If they want to continue to be innovative in a little different, they should copy Fuji's non-Bayer sensor strategy instead.


----------



## ajfotofilmagem (Feb 16, 2014)

I think Sigma need to partner with another company that has manufacturing technology, to improve the Foveon sensor. This could result in cameras with color depth greater than the Bayer pattern, even if you continue with resolution and noise worse. Sigma have a camera for photographing fashion shoots, macro, and other applications where fast AF and firing in bursts is not necessary. Those who have missed the color positive film, have a digital camera tailored to your needs. It is clear that not just have a great sensor, and ergonomics of the Sigma cameras need drastic improvements.


----------



## 9VIII (Feb 16, 2014)

The latest foveon sensor actually doesn't triple the effective resolution, only doubling it instead by alternating the red and green sensels.

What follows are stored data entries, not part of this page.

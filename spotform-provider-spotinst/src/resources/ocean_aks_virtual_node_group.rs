//! spotinst_ocean_aks_virtual_node_group

use spotform_core::data::ResourceData;
use spotform_core::expand::{Block, BlockBuilder, block, flattened};
use spotform_core::field::{FieldDescriptor, FieldError, FieldRegistry, FieldResult, RegistryError};
use spotform_core::resource::Value;
use spotform_core::schema::{AttributeSchema, AttributeType, BlockSchema, types};
use spotform_core::wrapper::Handle;

use super::ResourceConfig;
use crate::models::Tag;
use crate::models::ocean_aks::{LaunchSpecification, OsDisk, VirtualNodeGroup};

pub const CONFIG: ResourceConfig = ResourceConfig {
    type_name: "spotinst_ocean_aks_virtual_node_group",
    label: "VirtualNodeGroup",
    not_found_code: "CANT_GET_OCEAN_LAUNCH_SPEC",
    retry_on: None,
    description: "Virtual node group of an Ocean AKS cluster",
};

const AFFINITY: &str = "ocean_aks_virtual_node_group";
const AFFINITY_LAUNCH_SPECIFICATION: &str = "ocean_aks_virtual_node_group_launch_specification";

pub const OCEAN_ID: &str = "ocean_id";
pub const NAME: &str = "name";
pub const ZONES: &str = "zones";
pub const LAUNCH_SPECIFICATION: &str = "launch_specification";

const OS_DISK: &str = "os_disk";
const SIZE_GB: &str = "size_gb";
const DISK_TYPE: &str = "type";
const UTILIZE_EPHEMERAL_STORAGE: &str = "utilize_ephemeral_storage";
const TAG: &str = "tag";
const TAG_KEY: &str = "key";
const TAG_VALUE: &str = "value";

pub fn fields() -> Result<FieldRegistry<VirtualNodeGroup>, RegistryError> {
    let mut fields = FieldRegistry::new();

    fields.register(
        FieldDescriptor::new(
            AFFINITY,
            AttributeSchema::new(OCEAN_ID, AttributeType::String).required(),
        )
        .on_read(|vng: &VirtualNodeGroup, data| {
            data.set_opt(OCEAN_ID, vng.ocean_id.clone());
            Ok(())
        })
        .on_create(|vng, data| {
            vng.ocean_id = data.get_string(OCEAN_ID)?;
            Ok(())
        })
        .on_update(|_, _| Err(FieldError::update_not_allowed(OCEAN_ID))),
    )?;

    fields.register(
        FieldDescriptor::new(AFFINITY, AttributeSchema::new(NAME, AttributeType::String))
            .on_read(|vng: &VirtualNodeGroup, data| {
                data.set_opt(NAME, vng.name.clone());
                Ok(())
            })
            .on_create(write_name)
            .on_update(write_name),
    )?;

    fields.register(
        FieldDescriptor::new(AFFINITY, AttributeSchema::new(ZONES, types::string_list()))
            .on_read(|vng: &VirtualNodeGroup, data| {
                data.set_opt(ZONES, vng.zones.clone());
                Ok(())
            })
            .on_create(write_zones)
            .on_update(write_zones),
    )?;

    let os_disk = BlockSchema::new()
        .attribute(AttributeSchema::new(SIZE_GB, types::positive_int()).required())
        .attribute(AttributeSchema::new(
            DISK_TYPE,
            types::one_of(&["Standard_LRS", "Premium_LRS", "StandardSSD_LRS"]),
        ))
        .attribute(AttributeSchema::new(UTILIZE_EPHEMERAL_STORAGE, AttributeType::Bool))
        .max_items(1);
    let tag = BlockSchema::new()
        .attribute(AttributeSchema::new(TAG_KEY, AttributeType::String).required())
        .attribute(AttributeSchema::new(TAG_VALUE, AttributeType::String));

    fields.register(
        FieldDescriptor::new(
            AFFINITY_LAUNCH_SPECIFICATION,
            AttributeSchema::new(
                LAUNCH_SPECIFICATION,
                AttributeType::Block(
                    BlockSchema::new()
                        .attribute(AttributeSchema::new(OS_DISK, AttributeType::Block(os_disk)))
                        .attribute(AttributeSchema::new(TAG, AttributeType::Block(tag)))
                        .max_items(1),
                ),
            ),
        )
        .on_read(|vng: &VirtualNodeGroup, data| {
            let entry = vng
                .launch_specification
                .as_ref()
                .map(flatten_launch_specification)
                .filter(|entry| entry.as_map().is_some_and(|fields| !fields.is_empty()));
            data.set_opt(LAUNCH_SPECIFICATION, flattened(entry.into_iter().collect()));
            Ok(())
        })
        .on_create(write_launch_specification)
        .on_update(write_launch_specification),
    )?;

    Ok(fields)
}

fn write_name(vng: &mut Handle<VirtualNodeGroup>, data: &ResourceData) -> FieldResult<()> {
    vng.name = data.get_string(NAME)?;
    Ok(())
}

fn write_zones(vng: &mut Handle<VirtualNodeGroup>, data: &ResourceData) -> FieldResult<()> {
    vng.zones = data.get_strings(ZONES)?;
    Ok(())
}

fn write_launch_specification(
    vng: &mut Handle<VirtualNodeGroup>,
    data: &ResourceData,
) -> FieldResult<()> {
    let Some(entry) = block(data, LAUNCH_SPECIFICATION)? else {
        *vng.launch_specification_mut() = LaunchSpecification::default();
        return Ok(());
    };

    let spec = vng.launch_specification_mut();
    spec.os_disk = entry.block(OS_DISK).map(|disk| expand_os_disk(&disk));
    let tags: Vec<Tag> = entry
        .blocks(TAG)
        .iter()
        .filter_map(|tag| {
            Some(Tag {
                key: Some(tag.string(TAG_KEY)?),
                value: tag.string(TAG_VALUE),
            })
        })
        .collect();
    spec.tags = if tags.is_empty() { None } else { Some(tags) };
    Ok(())
}

fn expand_os_disk(disk: &Block<'_>) -> OsDisk {
    OsDisk {
        size_gb: disk.positive_int(SIZE_GB),
        kind: disk.string(DISK_TYPE),
        utilize_ephemeral_storage: disk.bool(UTILIZE_EPHEMERAL_STORAGE),
    }
}

fn flatten_launch_specification(spec: &LaunchSpecification) -> Value {
    let os_disk: Vec<Value> = spec
        .os_disk
        .iter()
        .map(|disk| {
            BlockBuilder::new()
                .set(SIZE_GB, disk.size_gb)
                .set(DISK_TYPE, disk.kind.clone())
                .set(UTILIZE_EPHEMERAL_STORAGE, disk.utilize_ephemeral_storage)
                .build()
        })
        .collect();
    let tags: Vec<Value> = spec
        .tags
        .iter()
        .flatten()
        .map(|tag| {
            BlockBuilder::new()
                .set(TAG_KEY, tag.key.clone())
                .set(TAG_VALUE, tag.value.clone())
                .build()
        })
        .collect();
    BlockBuilder::new()
        .nested(OS_DISK, os_disk)
        .nested(TAG, tags)
        .build()
}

If they could specifically manage solid AF with their own lens and body combination, while bringing the UI and overall body specs to a more competitive level, I would consider getting a Sigma body to run Sigma glass. The glass is certainly up to par right now.


----------



## Hillsilly (Feb 16, 2014)

I've read many reviews where people state they love the look of the Sigma images. Ignoring MP claims, high initial prices etc, I wouldn't knock a company for having a go at the SLR market, especially if they have different ideas and technology to use.


----------



## Rienzphotoz (Feb 19, 2014)

9VIII said:


> If they could specifically manage solid AF with their own lens and body combination, while bringing the UI and overall body specs to a more competitive level, I would consider getting a Sigma body to run Sigma glass. The glass is certainly up to par right now.


+1


----------



## Albi86 (Feb 20, 2014)

I think it would be nice if we started seeing 3rd party camera makers.

Patents for EF and F mounts are long gone. Blackmagic already makes cameras in EF mount.

I would love to have a Sigma camera with a FF Foveon sensor that takes Canon glass.

I would love a Zeiss camera especially designed around ZE/ZF lenses. 

For smaller companies that have limited revenues in camera sales, it could be an interesting option.


----------



## Rienzphotoz (Feb 20, 2014)

Albi86 said:


> I think it would be nice if we started seeing 3rd party camera makers.
> 
> Patents for EF and F mounts are long gone. Blackmagic already makes cameras in EF mount.
> 
> ...


+1


----------